Now more than ever, standardized testing has faced an existential demise. Once hegemonic in its usage, standardized tests such as the GRE are finally being dropped from college department admissions requirements. And while the private Educational Testing Service (ETS), which runs the GRE, might be trying to convince the general public of the benefits of standardized testing to keep itself afloat, I’m here to tell you that it’s time to let it sink. Graduate admissions programs gain nothing from GRE requirements, and it’s time for universities to let go of the GRE for good.
It is clear to anyone studying for the GRE that its content is academically useless. The quantitative section is a painful recreation of high school math, forcing most undergraduates to conjure up years of now-forgotten math education in the span of mere months.
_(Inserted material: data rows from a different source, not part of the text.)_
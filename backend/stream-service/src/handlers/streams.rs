use actix_web::{web, HttpResponse};
use uuid::Uuid;

use super::AppState;
use crate::error::Result;
use crate::middleware::UserId;
use crate::models::{
    ApiResponse, CreateStreamRequest, Page, PageQuery, StreamChanges, StreamListView,
    StreamSingleView, TargetRequest,
};
use crate::services::Actor;

pub async fn create_stream(
    user: UserId,
    path: web::Path<Uuid>,
    state: web::Data<AppState>,
    payload: web::Json<CreateStreamRequest>,
) -> Result<HttpResponse> {
    let project_id = path.into_inner();
    let stream = state
        .lifecycle
        .create_stream(user.0, project_id, payload.into_inner())
        .await?;

    Ok(HttpResponse::Created().json(ApiResponse::success(
        201,
        "Stream created successfully",
        Some(stream.single_view(true)),
    )))
}

pub async fn list_streams(
    user: UserId,
    path: web::Path<Uuid>,
    query: web::Query<PageQuery>,
    state: web::Data<AppState>,
) -> Result<HttpResponse> {
    let page = Page::from(query.into_inner());
    let (items, meta) = state
        .lifecycle
        .list_streams(user.0, path.into_inner(), page)
        .await?;

    Ok(HttpResponse::Ok().json(
        ApiResponse::<Vec<StreamListView>>::success(200, "Streams fetched successfully", Some(items))
            .with_meta(meta),
    ))
}

pub async fn get_stream(
    user: UserId,
    path: web::Path<Uuid>,
    state: web::Data<AppState>,
) -> Result<HttpResponse> {
    let view = state.lifecycle.get_stream(user.0, path.into_inner()).await?;
    Ok(HttpResponse::Ok().json(ApiResponse::success(
        200,
        "Stream fetched successfully",
        Some(view),
    )))
}

pub async fn update_stream(
    user: UserId,
    path: web::Path<Uuid>,
    state: web::Data<AppState>,
    payload: web::Json<StreamChanges>,
) -> Result<HttpResponse> {
    let stream = state
        .lifecycle
        .update_stream(Actor::User(user.0), path.into_inner(), payload.into_inner())
        .await?;

    Ok(HttpResponse::Ok().json(ApiResponse::success(
        200,
        "Stream updated successfully",
        Some(stream.single_view(true)),
    )))
}

pub async fn attach_target(
    user: UserId,
    path: web::Path<Uuid>,
    state: web::Data<AppState>,
    payload: web::Json<TargetRequest>,
) -> Result<HttpResponse> {
    let stream = state
        .lifecycle
        .attach_target(user.0, path.into_inner(), payload.into_inner())
        .await?;

    Ok(HttpResponse::Ok().json(ApiResponse::success(
        200,
        "Multistream target attached",
        Some(stream.single_view(true)),
    )))
}

fn updated() -> HttpResponse {
    HttpResponse::Ok().json(ApiResponse::<StreamSingleView>::success(
        200,
        "Information updated successfully",
        None,
    ))
}

pub async fn activate_stream(
    user: UserId,
    path: web::Path<Uuid>,
    state: web::Data<AppState>,
) -> Result<HttpResponse> {
    state
        .lifecycle
        .activate_stream(Actor::User(user.0), path.into_inner())
        .await?;
    Ok(updated())
}

pub async fn suspend_stream(
    user: UserId,
    path: web::Path<Uuid>,
    state: web::Data<AppState>,
) -> Result<HttpResponse> {
    state
        .lifecycle
        .suspend_stream(Actor::User(user.0), path.into_inner())
        .await?;
    Ok(updated())
}

pub async fn terminate_stream(
    user: UserId,
    path: web::Path<Uuid>,
    state: web::Data<AppState>,
) -> Result<HttpResponse> {
    state
        .lifecycle
        .terminate_stream(Actor::User(user.0), path.into_inner())
        .await?;
    Ok(updated())
}

pub async fn delete_stream(
    user: UserId,
    path: web::Path<Uuid>,
    state: web::Data<AppState>,
) -> Result<HttpResponse> {
    state
        .lifecycle
        .delete_stream(Actor::User(user.0), path.into_inner())
        .await?;
    Ok(HttpResponse::NoContent().finish())
}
The verbal section, likewise, is an idiotic attempt at getting applicants to either read horrifically easy passages or learn the abstract definitions of terms like “maladroit” and “quiescent.” The essays, perhaps the most redeemable aspect of the GRE, still function under the premise that, somehow, 30 minutes of writing will magically showcase an applicant’s analytical skills.
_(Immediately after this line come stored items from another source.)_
use actix_cors::Cors;
use actix_web::{middleware::Logger, web, App, HttpServer};
use anyhow::{anyhow, Context};
use std::sync::Arc;
use tokio::sync::watch;
use tracing::{info, warn};
use tracing_subscriber::EnvFilter;

use stream_service::config::{Config, CorsConfig, ProviderKind, StoreBackend};
use stream_service::db::{
    pool, CredentialDirectory, MemoryDirectory, MemoryStore, PgDirectory, PgStreamStore,
    ProjectDirectory, StreamStore,
};
use stream_service::providers::{
    janus::JanusProvider, livepeer::LivepeerProvider, resilient::ResilientProvider, MediaProvider,
};
use stream_service::security::{TokenService, WebhookVerifier};
use stream_service::services::{LifecycleService, Reconciler};
use stream_service::{configure, AppState};

fn init_tracing() {
    let filter = EnvFilter::try_from_default_env()
        .unwrap_or_else(|_| EnvFilter::new("info,actix_web=info,sqlx=warn"));
    let builder = tracing_subscriber::fmt().with_env_filter(filter).with_target(false);

    if std::env::var("LOG_FORMAT").is_ok_and(|v| v.eq_ignore_ascii_case("json")) {
        builder.json().init();
    } else {
        builder.init();
    }
}

fn build_cors(config: &CorsConfig) -> Cors {
    let mut cors = Cors::default();
    for origin in &config.allowed_origins {
        if origin == "*" {
            cors = cors.allow_any_origin();
        } else {
            cors = cors.allowed_origin(origin);
        }
    }
    cors.allow_any_method().allow_any_header().max_age(3600)
}

type Backends = (
    Arc<dyn StreamStore>,
    Arc<dyn ProjectDirectory>,
    Arc<dyn CredentialDirectory>,
);

async fn build_store(config: &Config) -> anyhow::Result<Backends> {
    match config.database.backend {
        StoreBackend::Postgres => {
            let db = pool::create_pool(&config.database)
                .await
                .context("Failed to create database pool")?;
            if config.database.run_migrations {
                pool::migrate(&db).await.context("Failed to run migrations")?;
                info!("Database migrations applied");
            }
            let directory = Arc::new(PgDirectory::new(db.clone()));
            let store: Arc<dyn StreamStore> = Arc::new(PgStreamStore::new(db));
            let projects: Arc<dyn ProjectDirectory> = directory.clone();
            let credentials: Arc<dyn CredentialDirectory> = directory;
            Ok((store, projects, credentials))
        }
        StoreBackend::Memory => {
            warn!("Using in-memory store; streams are lost on restart");
            let directory = Arc::new(MemoryDirectory::new());
            let store: Arc<dyn StreamStore> = Arc::new(MemoryStore::new());
            let projects: Arc<dyn ProjectDirectory> = directory.clone();
            let credentials: Arc<dyn CredentialDirectory> = directory;
            Ok((store, projects, credentials))
        }
    }
}

fn build_provider(config: &Config) -> anyhow::Result<Arc<dyn MediaProvider>> {
    let settings = &config.provider;
    let inner: Arc<dyn MediaProvider> = match settings.kind {
        ProviderKind::Livepeer => Arc::new(
            LivepeerProvider::new(
                settings.livepeer_api_url.clone(),
                settings.livepeer_api_key.clone(),
                settings.timeout(),
            )
            .context("Failed to build Livepeer client")?,
        ),
        ProviderKind::Janus => Arc::new(
            JanusProvider::new(
                settings.janus_server_url.clone(),
                settings.janus_api_secret.clone(),
                settings.janus_room_id,
                settings.timeout(),
            )
            .context("Failed to build Janus client")?,
        ),
    };

    let policy = resilience::presets::from_settings(
        settings.timeout(),
        settings.max_retries,
        settings.initial_backoff(),
    );
    info!(provider = inner.name(), "Media provider configured");
    Ok(Arc::new(ResilientProvider::new(inner, policy)))
}

#[actix_web::main]
async fn main() -> anyhow::Result<()> {
    dotenvy::dotenv().ok();
    init_tracing();

    let config = Config::from_env().map_err(|e| anyhow!(e))?;
    info!(env = %config.app.env, "Starting stream-service");

    let (store, projects, credentials) = build_store(&config).await?;
    let provider = build_provider(&config)?;

    let lifecycle = Arc::new(LifecycleService::new(
        store,
        provider,
        projects.clone(),
        credentials,
        config.provider.livepeer_webhook_id.clone(),
    ));

    let (shutdown_tx, shutdown_rx) = watch::channel(false);
    let reconciler_handle = if config.reconciler.enabled {
        let reconciler = Arc::new(Reconciler::new(lifecycle.clone(), config.reconciler.clone()));
        Some(reconciler.spawn(shutdown_rx))
    } else {
        info!("Intent reconciler disabled");
        None
    };

    if config.webhook.shared_secret.is_none() {
        warn!("LIVEPEER_SHARED_SECRET not set; provider webhooks will be rejected");
    }

    let state = web::Data::new(AppState {
        lifecycle,
        projects,
        tokens: TokenService::new(&config.auth.jwt_secret, config.auth.access_token_ttl_secs),
        webhooks: WebhookVerifier::new(
            config.webhook.shared_secret.clone(),
            config.webhook.tolerance_secs,
        ),
    });

    let bind_addr = format!("{}:{}", config.app.host, config.app.port);
    info!("HTTP server listening on {}", bind_addr);

    let cors_config = config.cors.clone();
    let server = HttpServer::new(move || {
        App::new()
            .wrap(build_cors(&cors_config))
            .wrap(Logger::default())
            .wrap(tracing_actix_web::TracingLogger::default())
            .configure(|cfg| configure(cfg, state.clone()))
    })
    .bind(&bind_addr)
    .with_context(|| format!("Failed to bind on {bind_addr}"))?
    .run()
    .await
    .context("HTTP server error");

    let _ = shutdown_tx.send(true);
    if let Some(handle) = reconciler_handle {
        if let Err(e) = handle.await {
            warn!(error = %e, "Intent reconciler task ended abnormally");
        }
    }

    info!("stream-service stopped");
    server
}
If graduate school is supposed to foster research creativity and critical thinking, then the GRE is the perfect testament against it. As the 2021 Princeton GRE Test Prep states right on page two, “the GRE assesses how well you will take the GRE.” Much like the traumatic SAT and ACT we all took back in high school, the GRE does nothing but serve as an educational time waster. Maybe academia is a sham after all, considering that many universities, including NC State, have to rely on an useless test to measure our academic worth.
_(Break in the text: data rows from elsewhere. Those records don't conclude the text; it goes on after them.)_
//! Managed cloud backend (Livepeer Studio REST API)

use async_trait::async_trait;
use reqwest::{Client, RequestBuilder, StatusCode};
use serde::{Deserialize, Serialize};
use serde_json::json;
use std::time::Duration;
use tracing::debug;

use super::{
    clip_error_body, CreateRemoteStream, MediaProvider, PlaybackPolicy, ProviderError, RemoteStream,
    RemoteStreamPatch,
};
use crate::models::{EncodingProfile, MultistreamTarget};

pub struct LivepeerProvider {
    client: Client,
    base_url: String,
    api_key: String,
}

#[derive(Debug, Serialize)]
#[serde(rename_all = "camelCase")]
struct CreateStreamBody<'a> {
    name: &'a str,
    profiles: &'a [EncodingProfile],
    playback_policy: &'a PlaybackPolicy,
    #[serde(skip_serializing_if = "Option::is_none")]
    multistream: Option<Multistream>,
}

#[derive(Debug, Default, Serialize, Deserialize)]
struct Multistream {
    #[serde(default)]
    targets: Vec<LivepeerTarget>,
}

/// Existing targets come back with an `id` only; new ones carry a `spec`.
#[derive(Debug, Clone, Serialize, Deserialize)]
#[serde(rename_all = "camelCase")]
struct LivepeerTarget {
    profile: String,
    #[serde(default)]
    video_only: bool,
    #[serde(skip_serializing_if = "Option::is_none", default)]
    id: Option<String>,
    #[serde(skip_serializing_if = "Option::is_none", default)]
    spec: Option<TargetSpec>,
}

#[derive(Debug, Clone, Serialize, Deserialize)]
struct TargetSpec {
    name: String,
    url: String,
}

impl From<&MultistreamTarget> for LivepeerTarget {
    fn from(target: &MultistreamTarget) -> Self {
        LivepeerTarget {
            profile: target.profile.clone(),
            video_only: target.video_only,
            id: None,
            spec: Some(TargetSpec {
                name: target.ingest.name.clone(),
                url: target.push_url(),
            }),
        }
    }
}

/// Stored destination as returned by `GET /multistream/target/{id}`. The
/// push URL is write-only on some API versions.
#[derive(Debug, Deserialize)]
struct StoredTarget {
    name: String,
    #[serde(default)]
    url: Option<String>,
}

impl StoredTarget {
    fn matches(&self, spec: &TargetSpec) -> bool {
        self.name == spec.name && self.url.as_ref().map_or(true, |url| *url == spec.url)
    }
}

#[derive(Debug, Deserialize)]
#[serde(rename_all = "camelCase")]
struct LivepeerStream {
    id: String,
    playback_id: Option<String>,
    stream_key: Option<String>,
    #[serde(default)]
    multistream: Option<Multistream>,
}

impl LivepeerProvider {
    pub fn new(
        base_url: impl Into<String>,
        api_key: impl Into<String>,
        timeout: Duration,
    ) -> Result<Self, ProviderError> {
        let client = Client::builder()
            .timeout(timeout)
            .build()
            .map_err(|e| ProviderError::Transport(e.to_string()))?;
        Ok(Self {
            client,
            base_url: base_url.into().trim_end_matches('/').to_string(),
            api_key: api_key.into(),
        })
    }

    fn url(&self, path: &str) -> String {
        format!("{}{}", self.base_url, path)
    }

    /// Send with auth. `Ok(None)` means the provider answered 404.
    async fn send(&self, request: RequestBuilder) -> Result<Option<reqwest::Response>, ProviderError> {
        let response = request.bearer_auth(&self.api_key).send().await?;
        let status = response.status();

        if status == StatusCode::NOT_FOUND {
            return Ok(None);
        }
        if !status.is_success() {
            let body = response.text().await.unwrap_or_default();
            return Err(ProviderError::Status {
                status: status.as_u16(),
                body: clip_error_body(body),
            });
        }
        Ok(Some(response))
    }

    async fn fetch(&self, remote_id: &str) -> Result<Option<LivepeerStream>, ProviderError> {
        match self.send(self.client.get(self.url(&format!("/stream/{remote_id}")))).await? {
            Some(response) => Ok(Some(response.json::<LivepeerStream>().await?)),
            None => Ok(None),
        }
    }

    async fn fetch_target(&self, target_id: &str) -> Result<Option<StoredTarget>, ProviderError> {
        let request = self
            .client
            .get(self.url(&format!("/multistream/target/{target_id}")));
        match self.send(request).await? {
            Some(response) => Ok(Some(response.json::<StoredTarget>().await?)),
            None => Ok(None),
        }
    }

    /// Whether `existing` already pushes to the destination in `spec`.
    async fn is_same_destination(
        &self,
        existing: &LivepeerTarget,
        spec: &TargetSpec,
    ) -> Result<bool, ProviderError> {
        if let Some(inline) = &existing.spec {
            return Ok(inline.name == spec.name && inline.url == spec.url);
        }
        let Some(target_id) = existing.id.as_deref() else {
            return Ok(false);
        };
        Ok(self
            .fetch_target(target_id)
            .await?
            .is_some_and(|stored| stored.matches(spec)))
    }

    async fn patch(&self, remote_id: &str, body: serde_json::Value) -> Result<bool, ProviderError> {
        let request = self
            .client
            .patch(self.url(&format!("/stream/{remote_id}")))
            .json(&body);
        Ok(self.send(request).await?.is_some())
    }

    async fn delete(&self, path: String) -> Result<bool, ProviderError> {
        Ok(self.send(self.client.delete(self.url(&path))).await?.is_some())
    }
}

#[async_trait]
impl MediaProvider for LivepeerProvider {
    fn name(&self) -> &'static str {
        "livepeer"
    }

    async fn create_stream(&self, request: &CreateRemoteStream) -> Result<RemoteStream, ProviderError> {
        let body = CreateStreamBody {
            name: &request.name,
            profiles: &request.profiles,
            playback_policy: &request.playback_policy,
            multistream: (!request.targets.is_empty()).then(|| Multistream {
                targets: request.targets.iter().map(LivepeerTarget::from).collect(),
            }),
        };

        let response = self
            .send(self.client.post(self.url("/stream")).json(&body))
            .await?
            .ok_or_else(|| ProviderError::Status {
                status: 404,
                body: "stream endpoint not found".to_string(),
            })?;
        let created: LivepeerStream = response.json().await?;

        let playback_id = created
            .playback_id
            .ok_or_else(|| ProviderError::Decode("missing playbackId".to_string()))?;
        let stream_key = created
            .stream_key
            .ok_or_else(|| ProviderError::Decode("missing streamKey".to_string()))?;

        debug!(remote_id = %created.id, "Livepeer stream created");
        Ok(RemoteStream {
            remote_id: created.id,
            playback_id,
            stream_key,
        })
    }

    async fn attach_multistream_target(
        &self,
        remote_id: &str,
        target: &MultistreamTarget,
    ) -> Result<bool, ProviderError> {
        let Some(stream) = self.fetch(remote_id).await? else {
            return Ok(false);
        };

        let mut targets = stream.multistream.unwrap_or_default().targets;
        let wanted = LivepeerTarget::from(target);
        if let Some(spec) = &wanted.spec {
            for existing in &targets {
                if self.is_same_destination(existing, spec).await? {
                    debug!(remote_id, platform = %target.platform, "Multistream target already attached");
                    return Ok(true);
                }
            }
        }
        targets.push(wanted);

        self.patch(remote_id, json!({ "multistream": { "targets": targets } }))
            .await
    }

    async fn update_stream_profiles(
        &self,
        remote_id: &str,
        profiles: &[EncodingProfile],
    ) -> Result<bool, ProviderError> {
        self.patch(remote_id, json!({ "profiles": profiles })).await
    }

    async fn update_stream(&self, remote_id: &str, patch: &RemoteStreamPatch) -> Result<bool, ProviderError> {
        if patch.is_empty() {
            return Ok(self.fetch(remote_id).await?.is_some());
        }

        let mut body = serde_json::Map::new();
        if let Some(name) = &patch.name {
            body.insert("name".to_string(), json!(name));
        }
        if let Some(policy) = &patch.playback_policy {
            let policy = serde_json::to_value(policy)
                .map_err(|e| ProviderError::Decode(e.to_string()))?;
            body.insert("playbackPolicy".to_string(), policy);
        }
        self.patch(remote_id, serde_json::Value::Object(body)).await
    }

    async fn suspend_stream(&self, remote_id: &str) -> Result<bool, ProviderError> {
        self.patch(remote_id, json!({ "suspended": true })).await
    }

    async fn activate_stream(&self, remote_id: &str) -> Result<bool, ProviderError> {
        self.patch(remote_id, json!({ "suspended": false })).await
    }

    async fn terminate_stream(&self, remote_id: &str) -> Result<bool, ProviderError> {
        self.delete(format!("/stream/{remote_id}/terminate")).await
    }

    async fn delete_stream(&self, remote_id: &str) -> Result<bool, ProviderError> {
        self.delete(format!("/stream/{remote_id}")).await
    }
}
Let it be clear that I will be fair in my argument and say that there are a few benefits to standardized testing — as limp as they are. In an ideal setting, the GRE is a catch-all test for graduate admissions programs to know the academic background of students,— that is, if we ignore the fact that at no point whatsoever do undergraduate programs teach students GRE content.
Likewise, for careers that require a license, such as medical doctors, standardized testing makes sense. After all, you wouldn’t want your local physician to run diagnoses on outdated information. But most graduate programs are not trying to make you a physician, and besides, career-specific tests like USMLE exist for a reason.
The bigger slap in the face, however, is ETS’ “uncompromising commitment to equity and fairness.” Standardized testing, as we all know, is inherently unforgiving to any test-taker with a mental illness. Sprinkle in the daily stressors of adult life, such as work and undergraduate school, and graduate school feels less like your average application and more like a dance with death.
This discrepancy is even more obvious considering marginalized and lower-class students tend to fare worse in standardized testing due to a lack of educational resources. After all, a bloated SAT clone is nothing more than a Band-Aid trying to seal the gaping wounds economic inequality has inflicted on both marginalized communities and the current U.S. education system. If ETS really cared for equity and fairness, then it would start pressuring legislators for nationwide educational reform and bury the GRE deep underground.
And perhaps there was a time where I thought of graduate education — or university life, for that matter — as different, as more caring and liberating. But like all things, higher education does not exist in an utopian bubble, and the GRE continues to haunt universities like a ghost in dire need of an exorcism. Watching my peers, whom I know to be talented and love dearly, constantly crank out money to test preps only to feel barely average has made me cynical, but not hopeless. After all, in the aftermath of Betsy DeVos’ incompetent legacy, the sky’s the limit on our educational reforms.
With the GRE requirement already being optional this year due to COVID-19, NC State — and all universities for that matter — would do great to completely remove the GRE requirement from all graduate admissions requirements. Literally no one asked for the rotting corpse of the SAT to be putridly revived for higher education, and it’s safe to say that no one in the future will either.